Kintyre is long and narrow, at no point more than 11 miles (18 kilometres) from west coast to east coast, and is less than two miles (three kilometres) wide where it connects to Knapdale at the north. Kintyre is the lower Firth of Clyde western coast and protects the Firth from the Atlantic Ocean. The southerly tip of Kintyre is on the North Channel that separates southwestern Scotland from Northern Ireland. The east side of the Kintyre Peninsula is bounded by Kilbrannan Sound, with a number of coastal peaks such as Torr Mor. The central spine of the peninsula is mostly hilly moorland, the highest point being Beinn an Tuirc at 454 metres (1,490 feet). The coastal areas and hinterland, however, are rich and fertile. Kintyre has long been a prized area for settlers, including the early Scots who migrated from Ulster to western Scotland and the Vikings or Norsemen who conquered and settled the area just before the start of the second millennium.

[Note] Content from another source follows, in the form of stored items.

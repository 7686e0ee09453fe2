//! IPPAN handle picker
//!
//! Interactive first-run flow: every stdin line replaces the handle being
//! typed, `:commit` claims it once available, `:quit` leaves.

mod app_config;
mod prompt;

use anyhow::{Context, Result};
use app_config::AppConfig;
use clap::Parser;
use ippan_handle_resolver::{
    CommitOutcome, HandleResolver, InMemoryHandleRegistry, ResolverSnapshot,
};
use prompt::{render, PromptLine};
use std::path::PathBuf;
use std::sync::Arc;
use tokio::io::{AsyncBufReadExt, BufReader};
use tokio::sync::watch;
use tracing::{debug, info};
use tracing_subscriber::{layer::SubscriberExt, util::SubscriberInitExt, EnvFilter};

#[derive(Parser)]
#[command(name = "ippan-handle")]
#[command(about = "Pick a handle for a new IPPAN identity", long_about = None)]
#[command(version)]
struct Cli {
    /// Path to a TOML configuration file
    #[arg(long, value_name = "PATH")]
    config: Option<PathBuf>,

    /// Log level; RUST_LOG takes precedence
    #[arg(long)]
    log_level: Option<String>,

    /// Handle to treat as already registered (repeatable)
    #[arg(long = "taken", value_name = "HANDLE")]
    taken: Vec<String>,

    /// Simulated registry round-trip in milliseconds
    #[arg(long)]
    latency_ms: Option<u64>,
}

#[tokio::main]
async fn main() -> Result<()> {
    let cli = Cli::parse();

    let mut config = AppConfig::load(cli.config.as_deref())?;
    if let Some(level) = cli.log_level {
        config.log_level = level;
    }
    if let Some(latency_ms) = cli.latency_ms {
        config.latency_ms = latency_ms;
    }
    config.taken.extend(cli.taken);

    init_logging(&config)?;

    let registry = Arc::new(
        InMemoryHandleRegistry::with_taken(config.taken_handles()).with_latency(config.latency()),
    );
    let resolver = HandleResolver::new(registry.clone(), registry.clone(), &config.resolver);
    let printer = tokio::spawn(print_updates(resolver.subscribe()));

    info!(
        debounce_ms = config.resolver.debounce_ms,
        taken = config.taken.len(),
        "handle picker ready"
    );
    println!("{}", render(&resolver.snapshot()));

    let mut lines = BufReader::new(tokio::io::stdin()).lines();
    while let Some(line) = lines.next_line().await.context("failed to read stdin")? {
        match PromptLine::parse(&line) {
            PromptLine::Quit => break,
            PromptLine::Input(text) => resolver.on_input_changed(text),
            PromptLine::Commit => match resolver.commit().await {
                Ok(CommitOutcome::Created(handle)) => {
                    println!("identity created for {handle}");
                    break;
                }
                Ok(CommitOutcome::NotReady) => {
                    println!("nothing to commit while {}", resolver.status());
                }
                Err(err) => eprintln!("commit failed: {err}"),
            },
        }
    }

    drop(resolver);
    printer.await.context("status printer panicked")?;
    debug!(queries = registry.query_count(), "handle picker finished");
    Ok(())
}

async fn print_updates(mut updates: watch::Receiver<ResolverSnapshot>) {
    while updates.changed().await.is_ok() {
        let snapshot = updates.borrow_and_update().clone();
        println!("{}", render(&snapshot));
    }
}

fn init_logging(config: &AppConfig) -> Result<()> {
    let filter =
        EnvFilter::try_from_default_env().unwrap_or_else(|_| EnvFilter::new(&config.log_level));

    if config.log_format == "json" {
        tracing_subscriber::registry()
            .with(filter)
            .with(tracing_subscriber::fmt::layer().json().with_writer(std::io::stderr))
            .init();
    } else {
        tracing_subscriber::registry()
            .with(filter)
            .with(tracing_subscriber::fmt::layer().pretty().with_writer(std::io::stderr))
            .init();
    }

    Ok(())
}
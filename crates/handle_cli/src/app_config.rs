//! Configuration for the handle picker binary

use anyhow::{bail, Context, Result};
use config::{Config, Environment, File as ConfigFile};
use ippan_handle_resolver::{normalize, Handle, ResolverConfig};
use serde::Deserialize;
use std::path::Path;
use std::time::Duration;

#[derive(Debug, Clone, Deserialize)]
#[serde(default)]
pub struct AppConfig {
    // Logging
    pub log_level: String,
    pub log_format: String,

    // Local registry
    pub taken: Vec<String>,
    pub latency_ms: u64,

    pub resolver: ResolverConfig,
}

impl Default for AppConfig {
    fn default() -> Self {
        Self {
            log_level: "info".to_string(),
            log_format: "pretty".to_string(),
            taken: Vec::new(),
            latency_ms: 150,
            resolver: ResolverConfig::default(),
        }
    }
}

impl AppConfig {
    /// Optional TOML file, then `IPPAN_HANDLE_*` environment variables.
    /// Nested keys use `__`, e.g. `IPPAN_HANDLE_RESOLVER__DEBOUNCE_MS`; list
    /// keys take comma-separated values, e.g. `IPPAN_HANDLE_TAKEN=alice,bob`.
    pub fn load(path: Option<&Path>) -> Result<Self> {
        let mut builder = Config::builder();

        if let Some(path) = path {
            if !path.exists() {
                bail!(
                    "Configuration file {} not found (specified via --config)",
                    path.display()
                );
            }
            builder = builder.add_source(ConfigFile::from(path));
        }

        builder = builder.add_source(
            Environment::with_prefix("IPPAN_HANDLE")
                .prefix_separator("_")
                .separator("__")
                .try_parsing(true)
                .list_separator(",")
                .with_list_parse_key("taken")
                .with_list_parse_key("resolver.extra_reserved"),
        );

        let config = builder.build().context("failed to assemble configuration")?;
        config
            .try_deserialize()
            .context("invalid handle picker configuration")
    }

    pub fn latency(&self) -> Duration {
        Duration::from_millis(self.latency_ms)
    }

    pub fn taken_handles(&self) -> Vec<Handle> {
        self.taken
            .iter()
            .map(|raw| normalize(raw))
            .filter(|name| !name.is_empty())
            .map(Handle::new)
            .collect()
    }
}

#[cfg(test)]
mod tests {
    use super::*;
    use std::fs;
    use std::sync::Mutex;
    use tempfile::tempdir;

    // `load` reads the process environment; keep env-mutating tests apart.
    static ENV_LOCK: Mutex<()> = Mutex::new(());

    #[test]
    fn loads_toml_file() {
        let _env = ENV_LOCK.lock().unwrap_or_else(|e| e.into_inner());
        let dir = tempdir().unwrap();
        let path = dir.path().join("handle.toml");
        fs::write(
            &path,
            r#"
log_level = "debug"
taken = ["@Alice", "bob", "  "]

[resolver]
debounce_ms = 250
extra_reserved = ["founder"]
"#,
        )
        .unwrap();

        let config = AppConfig::load(Some(path.as_path())).unwrap();
        assert_eq!(config.log_level, "debug");
        assert_eq!(config.log_format, "pretty");
        assert_eq!(config.resolver.debounce_ms, 250);
        assert_eq!(
            config.taken_handles(),
            vec![Handle::new("alice"), Handle::new("bob")]
        );
    }

    #[test]
    fn environment_overrides_lists_and_numbers() {
        let _env = ENV_LOCK.lock().unwrap_or_else(|e| e.into_inner());
        std::env::set_var("IPPAN_HANDLE_TAKEN", "alice,@Bob");
        std::env::set_var("IPPAN_HANDLE_RESOLVER__EXTRA_RESERVED", "founder");
        std::env::set_var("IPPAN_HANDLE_RESOLVER__DEBOUNCE_MS", "300");

        let loaded = AppConfig::load(None);

        std::env::remove_var("IPPAN_HANDLE_TAKEN");
        std::env::remove_var("IPPAN_HANDLE_RESOLVER__EXTRA_RESERVED");
        std::env::remove_var("IPPAN_HANDLE_RESOLVER__DEBOUNCE_MS");

        let config = loaded.unwrap();
        assert_eq!(
            config.taken_handles(),
            vec![Handle::new("alice"), Handle::new("bob")]
        );
        assert_eq!(config.resolver.debounce_ms, 300);
        assert!(config.resolver.rules().is_reserved("founder"));
    }

    #[test]
    fn missing_file_is_an_error() {
        let dir = tempdir().unwrap();
        let err = AppConfig::load(Some(dir.path().join("absent.toml").as_path())).unwrap_err();
        assert!(err.to_string().contains("not found"));
    }
}
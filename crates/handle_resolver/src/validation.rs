//! Local handle validation. Pure, no I/O.

use crate::errors::ValidationError;
use std::collections::HashSet;

pub const MIN_HANDLE_LEN: usize = 3;
pub const MAX_HANDLE_LEN: usize = 20;

/// Platform-reserved names that can never be claimed.
pub const RESERVED_HANDLES: &[&str] = &[
    "admin",
    "administrator",
    "root",
    "system",
    "sys",
    "support",
    "help",
    "moderator",
    "mod",
    "staff",
    "official",
    "security",
    "ippan",
    "validator",
    "treasury",
    "null",
    "undefined",
    "anonymous",
    "everyone",
    "here",
];

/// Lowercase, drop every `@`, trim surrounding whitespace.
pub fn normalize(raw: &str) -> String {
    raw.to_lowercase().replace('@', "").trim().to_string()
}

/// Validation rules applied to normalized input.
#[derive(Debug, Clone)]
pub struct HandleRules {
    reserved: HashSet<String>,
}

impl HandleRules {
    /// Built-in reserved set only
    pub fn new() -> Self {
        Self {
            reserved: RESERVED_HANDLES.iter().map(|s| s.to_string()).collect(),
        }
    }

    /// Built-in reserved set plus `extra`, normalized like user input
    pub fn with_extra_reserved<I, S>(extra: I) -> Self
    where
        I: IntoIterator<Item = S>,
        S: AsRef<str>,
    {
        let mut rules = Self::new();
        rules.reserved.extend(
            extra
                .into_iter()
                .map(|word| normalize(word.as_ref()))
                .filter(|word| !word.is_empty()),
        );
        rules
    }

    pub fn is_reserved(&self, handle: &str) -> bool {
        self.reserved.contains(handle)
    }

    /// Checks run in order; the first failure wins.
    pub fn validate(&self, handle: &str) -> Result<(), ValidationError> {
        let len = handle.chars().count();
        if len < MIN_HANDLE_LEN {
            return Err(ValidationError::TooShort);
        }
        if len > MAX_HANDLE_LEN {
            return Err(ValidationError::TooLong);
        }
        if !handle
            .chars()
            .all(|c| c.is_ascii_lowercase() || c.is_ascii_digit() || c == '_')
        {
            return Err(ValidationError::InvalidCharacters);
        }
        if self.is_reserved(handle) {
            return Err(ValidationError::Reserved);
        }
        Ok(())
    }
}

impl Default for HandleRules {
    fn default() -> Self {
        Self::new()
    }
}
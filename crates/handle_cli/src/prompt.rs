//! Line protocol and status rendering for the interactive picker

use ippan_handle_resolver::{HandleStatus, ResolverSnapshot};

/// One line read from stdin
#[derive(Debug, PartialEq, Eq)]
pub enum PromptLine<'a> {
    Commit,
    Quit,
    Input(&'a str),
}

impl<'a> PromptLine<'a> {
    pub fn parse(line: &'a str) -> Self {
        match line.trim() {
            ":commit" => PromptLine::Commit,
            ":quit" | ":q" => PromptLine::Quit,
            _ => PromptLine::Input(line),
        }
    }
}

pub fn render(snapshot: &ResolverSnapshot) -> String {
    let name = snapshot
        .candidate
        .as_ref()
        .map(|handle| handle.to_string())
        .unwrap_or_default();
    match snapshot.status {
        HandleStatus::Empty => "type a handle".to_string(),
        HandleStatus::Checking => format!("{name}: checking..."),
        HandleStatus::Available => format!("{name}: available (:commit to claim)"),
        HandleStatus::Invalid => format!(
            "{name}: {}",
            snapshot.reason.as_deref().unwrap_or("invalid")
        ),
        HandleStatus::Taken => snapshot
            .reason
            .clone()
            .unwrap_or_else(|| format!("{name} is taken")),
    }
}
use async_trait::async_trait;
use serde_json::Value;
use sqlx::types::Json;
use sqlx::PgPool;

use crate::store::{take_or_assign_id, with_id, Document, RecordStore, StoreError};

/// `RecordStore` over the `documents` table. Identifiers are plain TEXT keys,
/// so an identifier that was never issued simply finds nothing.
#[derive(Clone)]
pub struct PgRecordStore {
    pool: PgPool,
}

impl PgRecordStore {
    pub fn new(pool: PgPool) -> Self {
        Self { pool }
    }
}

fn into_document(collection: &str, id: &str, body: Value) -> Result<Document, StoreError> {
    match body {
        Value::Object(map) => Ok(with_id(id, map)),
        _ => Err(StoreError::NotAnObject {
            collection: collection.to_string(),
        }),
    }
}

#[async_trait]
impl RecordStore for PgRecordStore {
    async fn find_all(&self, collection: &str) -> Result<Vec<Document>, StoreError> {
        let rows = sqlx::query_as::<_, (String, Value)>(
            "SELECT id, body FROM documents WHERE collection = $1 ORDER BY created_at, id",
        )
        .bind(collection)
        .fetch_all(&self.pool)
        .await?;

        rows.into_iter()
            .map(|(id, body)| into_document(collection, &id, body))
            .collect()
    }

    async fn find_one(&self, collection: &str, id: &str) -> Result<Option<Document>, StoreError> {
        let row = sqlx::query_scalar::<_, Value>(
            "SELECT body FROM documents WHERE collection = $1 AND id = $2",
        )
        .bind(collection)
        .bind(id)
        .fetch_optional(&self.pool)
        .await?;

        row.map(|body| into_document(collection, id, body)).transpose()
    }

    async fn insert(&self, collection: &str, mut record: Document) -> Result<String, StoreError> {
        let id = take_or_assign_id(&mut record);
        let result = sqlx::query(
            "INSERT INTO documents (collection, id, body) VALUES ($1, $2, $3)
             ON CONFLICT (collection, id) DO NOTHING",
        )
        .bind(collection)
        .bind(&id)
        .bind(Json(&record))
        .execute(&self.pool)
        .await?;

        if result.rows_affected() == 0 {
            return Err(StoreError::DuplicateId {
                collection: collection.to_string(),
                id,
            });
        }
        Ok(id)
    }

    async fn update(&self, collection: &str, id: &str, fields: Document) -> Result<bool, StoreError> {
        let result = sqlx::query(
            "UPDATE documents SET body = body || $3 WHERE collection = $1 AND id = $2",
        )
        .bind(collection)
        .bind(id)
        .bind(Json(&fields))
        .execute(&self.pool)
        .await?;
        Ok(result.rows_affected() > 0)
    }

    async fn delete(&self, collection: &str, id: &str) -> Result<u64, StoreError> {
        let result = sqlx::query("DELETE FROM documents WHERE collection = $1 AND id = $2")
            .bind(collection)
            .bind(id)
            .execute(&self.pool)
            .await?;
        Ok(result.rows_affected())
    }
}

The principal town of the area is Campbeltown (about 5.5 miles or 8.9 km by road from the Mull), which has been a royal burgh since the mid-18th century. The area's economy has long relied on fishing and farming, although Campbeltown has a reputation as a producer of some of the world's finest single malt whisky. Campbeltown single malts include Springbank.

Kintyre Pursuivant, one of the officers of arms at the Court of the Lord Lyon, is named after this peninsula.

Kintyre, like Knapdale, contains several Stone Age sites; at Ballochroy is a trio of megaliths aligned with land features on the island of Jura, while a number of burial cairns still stand at Blasthill (near Southend, Argyll). Remains from the Iron Age are no less present, with the imposing Dun Skeig, a Celtic hillfort, located at the northern edge of Kintyre. The history of the presumed Pictish inhabitants of Kintyre is not recorded, but a 2nd-century BC stone fort survives at Kildonan (near Saddell), and it is not implausible that they continued to use Dun Skeig.

The tip of Kintyre is just 12 miles (19 kilometres) from Ulster, and there has long been interaction across the straits of Moyle, as evidenced by Neolithic finds in Kintyre, such as flint tools characteristic of Antrim. In the early first millennium, an Irish invasion led to Gaelic colonisation of an area centred on the Kintyre peninsula, establishing the Gaelic kingdom of Dál Riata. The latter was divided into a handful of regions, controlled by particular kin groups, of which the most powerful, the Cenél nGabráin, ruled over Kintyre, along with Knapdale, the region between Loch Awe and Loch Fyne (Craignish, Ardscotnish, Glassary, and Glenary), Arran, and Moyle (in Ulster).

The kingdom thrived for a few centuries, and formed a springboard for Christianisation of the mainland. Sanda, an island adjacent the south coast of Kintyre, is strongly associated with Ninian, the first known missionary to the Picts, and contains an early 5th century chapel said to have been built by him. In 563, Columba arrived in Kintyre, to pay his respects to the kings of Dal Riata, before continuing to Iona, where he established a base for missionary activity throughout the Pictish regions beyond.

Dál Riata was ultimately destroyed when Norse Vikings invaded, and established their own domain, spreading more extensively over the islands north and west of the mainland. Following the unification of Norway, they had become the Norwegian Kingdom of the Isles, locally controlled by Godred Crovan, and known by Norway as Suðreyjar (Old Norse, traditionally anglicised as Sodor), meaning southern isles. The former territory of Dal Riata acquired the geographic description Argyle (now Argyll): the Gaelic coast.